Records from a collection
○ ○ ○ ○
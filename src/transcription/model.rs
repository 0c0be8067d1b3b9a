//! # Model Catalog & Engine Seam
//!
//! The known Whisper model sizes with their on-disk and download naming,
//! and the `Transcriber` trait that hides the actual engine. Everything
//! above this module works in terms of `Arc<dyn Transcriber>`; whether the
//! text comes from whisper.cpp, a remote API, or a test stub is invisible.

use anyhow::{anyhow, Result};
use std::path::Path;

/// Available Whisper model sizes.
///
/// ## Trade-offs:
/// Larger models are more accurate but slower to download and heavier on
/// disk, which is why the lifecycle manager caps how many weight files
/// survive a maintenance cycle.
#[derive(Debug, Clone, Copy, PartialEq, Eq, Hash, serde::Serialize, serde::Deserialize)]
#[serde(rename_all = "lowercase")]
pub enum ModelSize {
    Tiny,
    Base,
    Small,
    Medium,
    Large,
}

impl ModelSize {
    /// The model identifier used for weight filenames and API parameters.
    pub fn id(&self) -> &'static str {
        match self {
            ModelSize::Tiny => "tiny",
            ModelSize::Base => "base",
            ModelSize::Small => "small",
            ModelSize::Medium => "medium",
            ModelSize::Large => "large",
        }
    }

    /// Weight file name inside the managed cache directory.
    pub fn weights_file(&self) -> String {
        format!("{}.bin", self.id())
    }

    /// GGML weight file name as published in the whisper.cpp repository.
    pub fn remote_file(&self) -> &'static str {
        match self {
            ModelSize::Tiny => "ggml-tiny.bin",
            ModelSize::Base => "ggml-base.bin",
            ModelSize::Small => "ggml-small.bin",
            ModelSize::Medium => "ggml-medium.bin",
            ModelSize::Large => "ggml-large-v3.bin",
        }
    }

    /// Approximate weight file size in MB, for reporting.
    pub fn size_mb(&self) -> u32 {
        match self {
            ModelSize::Tiny => 75,
            ModelSize::Base => 142,
            ModelSize::Small => 466,
            ModelSize::Medium => 1536,
            ModelSize::Large => 2965,
        }
    }

    /// Human-readable description for listings.
    pub fn description(&self) -> &'static str {
        match self {
            ModelSize::Tiny => "Fastest, basic accuracy",
            ModelSize::Base => "Fast, good default",
            ModelSize::Small => "Balanced speed and accuracy",
            ModelSize::Medium => "Good accuracy, handles technical vocabulary",
            ModelSize::Large => "Best accuracy, slowest processing",
        }
    }

    pub fn all() -> &'static [ModelSize] {
        &[
            ModelSize::Tiny,
            ModelSize::Base,
            ModelSize::Small,
            ModelSize::Medium,
            ModelSize::Large,
        ]
    }
}

impl std::str::FromStr for ModelSize {
    type Err = anyhow::Error;

    fn from_str(s: &str) -> Result<Self> {
        match s.to_lowercase().as_str() {
            "tiny" => Ok(ModelSize::Tiny),
            "base" => Ok(ModelSize::Base),
            "small" => Ok(ModelSize::Small),
            "medium" => Ok(ModelSize::Medium),
            "large" => Ok(ModelSize::Large),
            _ => Err(anyhow!("Unknown model size: {}", s)),
        }
    }
}

impl std::fmt::Display for ModelSize {
    fn fmt(&self, f: &mut std::fmt::Formatter<'_>) -> std::fmt::Result {
        write!(f, "{}", self.id())
    }
}

/// One timed span of transcribed speech. Segments arrive time-ordered and
/// non-overlapping from the engine, with `start <= end`.
#[derive(Debug, Clone, PartialEq, serde::Serialize, serde::Deserialize)]
pub struct Segment {
    /// Segment start in seconds from the beginning of the audio
    pub start: f64,

    /// Segment end in seconds
    pub end: f64,

    /// Transcribed text for this span
    pub text: String,
}

/// Complete result of transcribing one audio file.
#[derive(Debug, Clone, serde::Serialize, serde::Deserialize)]
pub struct TranscriptionOutput {
    /// Full transcribed text
    pub text: String,

    /// Time-ordered segments
    pub segments: Vec<Segment>,

    /// Language detected or requested
    pub language: String,
}

/// The engine seam. Implementations may block for minutes on large files;
/// callers dispatch through `web::block` on the request path.
pub trait Transcriber: Send + Sync {
    /// Transcribe the audio file at `audio`, optionally hinting the
    /// language as an ISO 639-1 code. Failures propagate untouched; this
    /// crate never retries or rewrites engine errors.
    fn transcribe(&self, audio: &Path, language: Option<&str>) -> Result<TranscriptionOutput>;
}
○ ○ ○ ○
> **What the exercise asks**: In full and word for word, set down the records shown above.

> **Written solution**:
filename src/transcription/model.rs
repository 0c0be8067d1b3b9a
//! # Model Catalog & Engine Seam
//!
//! The known Whisper model sizes with their on-disk and download naming,
//! and the `Transcriber` trait that hides the actual engine. Everything
//! above this module works in terms of `Arc<dyn Transcriber>`; whether the
//! text comes from whisper.cpp, a remote API, or a test stub is invisible.

use anyhow::{anyhow, Result};
use std::path::Path;

/// Available Whisper model sizes.
///
/// ## Trade-offs:
/// Larger models are more accurate but slower to download and heavier on
/// disk, which is why the lifecycle manager caps how many weight files
/// survive a maintenance cycle.
#[derive(Debug, Clone, Copy, PartialEq, Eq, Hash, serde::Serialize, serde::Deserialize)]
#[serde(rename_all = "lowercase")]
pub enum ModelSize {
    Tiny,
    Base,
    Small,
    Medium,
    Large,
}

impl ModelSize {
    /// The model identifier used for weight filenames and API parameters.
    pub fn id(&self) -> &'static str {
        match self {
            ModelSize::Tiny => "tiny",
            ModelSize::Base => "base",
            ModelSize::Small => "small",
            ModelSize::Medium => "medium",
            ModelSize::Large => "large",
        }
    }

    /// Weight file name inside the managed cache directory.
    pub fn weights_file(&self) -> String {
        format!("{}.bin", self.id())
    }

    /// GGML weight file name as published in the whisper.cpp repository.
    pub fn remote_file(&self) -> &'static str {
        match self {
            ModelSize::Tiny => "ggml-tiny.bin",
            ModelSize::Base => "ggml-base.bin",
            ModelSize::Small => "ggml-small.bin",
            ModelSize::Medium => "ggml-medium.bin",
            ModelSize::Large => "ggml-large-v3.bin",
        }
    }

    /// Approximate weight file size in MB, for reporting.
    pub fn size_mb(&self) -> u32 {
        match self {
            ModelSize::Tiny => 75,
            ModelSize::Base => 142,
            ModelSize::Small => 466,
            ModelSize::Medium => 1536,
            ModelSize::Large => 2965,
        }
    }

    /// Human-readable description for listings.
    pub fn description(&self) -> &'static str {
        match self {
            ModelSize::Tiny => "Fastest, basic accuracy",
            ModelSize::Base => "Fast, good default",
            ModelSize::Small => "Balanced speed and accuracy",
            ModelSize::Medium => "Good accuracy, handles technical vocabulary",
            ModelSize::Large => "Best accuracy, slowest processing",
        }
    }

    pub fn all() -> &'static [ModelSize] {
        &[
            ModelSize::Tiny,
            ModelSize::Base,
            ModelSize::Small,
            ModelSize::Medium,
            ModelSize::Large,
        ]
    }
}

impl std::str::FromStr for ModelSize {
    type Err = anyhow::Error;

    fn from_str(s: &str) -> Result<Self> {
        match s.to_lowercase().as_str() {
            "tiny" => Ok(ModelSize::Tiny),
            "base" => Ok(ModelSize::Base),
            "small" => Ok(ModelSize::Small),
            "medium" => Ok(ModelSize::Medium),
            "large" => Ok(ModelSize::Large),
            _ => Err(anyhow!("Unknown model size: {}", s)),
        }
    }
}

impl std::fmt::Display for ModelSize {
    fn fmt(&self, f: &mut std::fmt::Formatter<'_>) -> std::fmt::Result {
        write!(f, "{}", self.id())
    }
}

/// One timed span of transcribed speech. Segments arrive time-ordered and
/// non-overlapping from the engine, with `start <= end`.
#[derive(Debug, Clone, PartialEq, serde::Serialize, serde::Deserialize)]
pub struct Segment {
    /// Segment start in seconds from the beginning of the audio
    pub start: f64,

    /// Segment end in seconds
    pub end: f64,

    /// Transcribed text for this span
    pub text: String,
}

/// Complete result of transcribing one audio file.
#[derive(Debug, Clone, serde::Serialize, serde::Deserialize)]
pub struct TranscriptionOutput {
    /// Full transcribed text
    pub text: String,

    /// Time-ordered segments
    pub segments: Vec<Segment>,

    /// Language detected or requested
    pub language: String,
}

/// The engine seam. Implementations may block for minutes on large files;
/// callers dispatch through `web::block` on the request path.
pub trait Transcriber: Send + Sync {
    /// Transcribe the audio file at `audio`, optionally hinting the
    /// language as an ISO 639-1 code. Failures propagate untouched; this
    /// crate never retries or rewrites engine errors.
    fn transcribe(&self, audio: &Path, language: Option<&str>) -> Result<TranscriptionOutput>;
}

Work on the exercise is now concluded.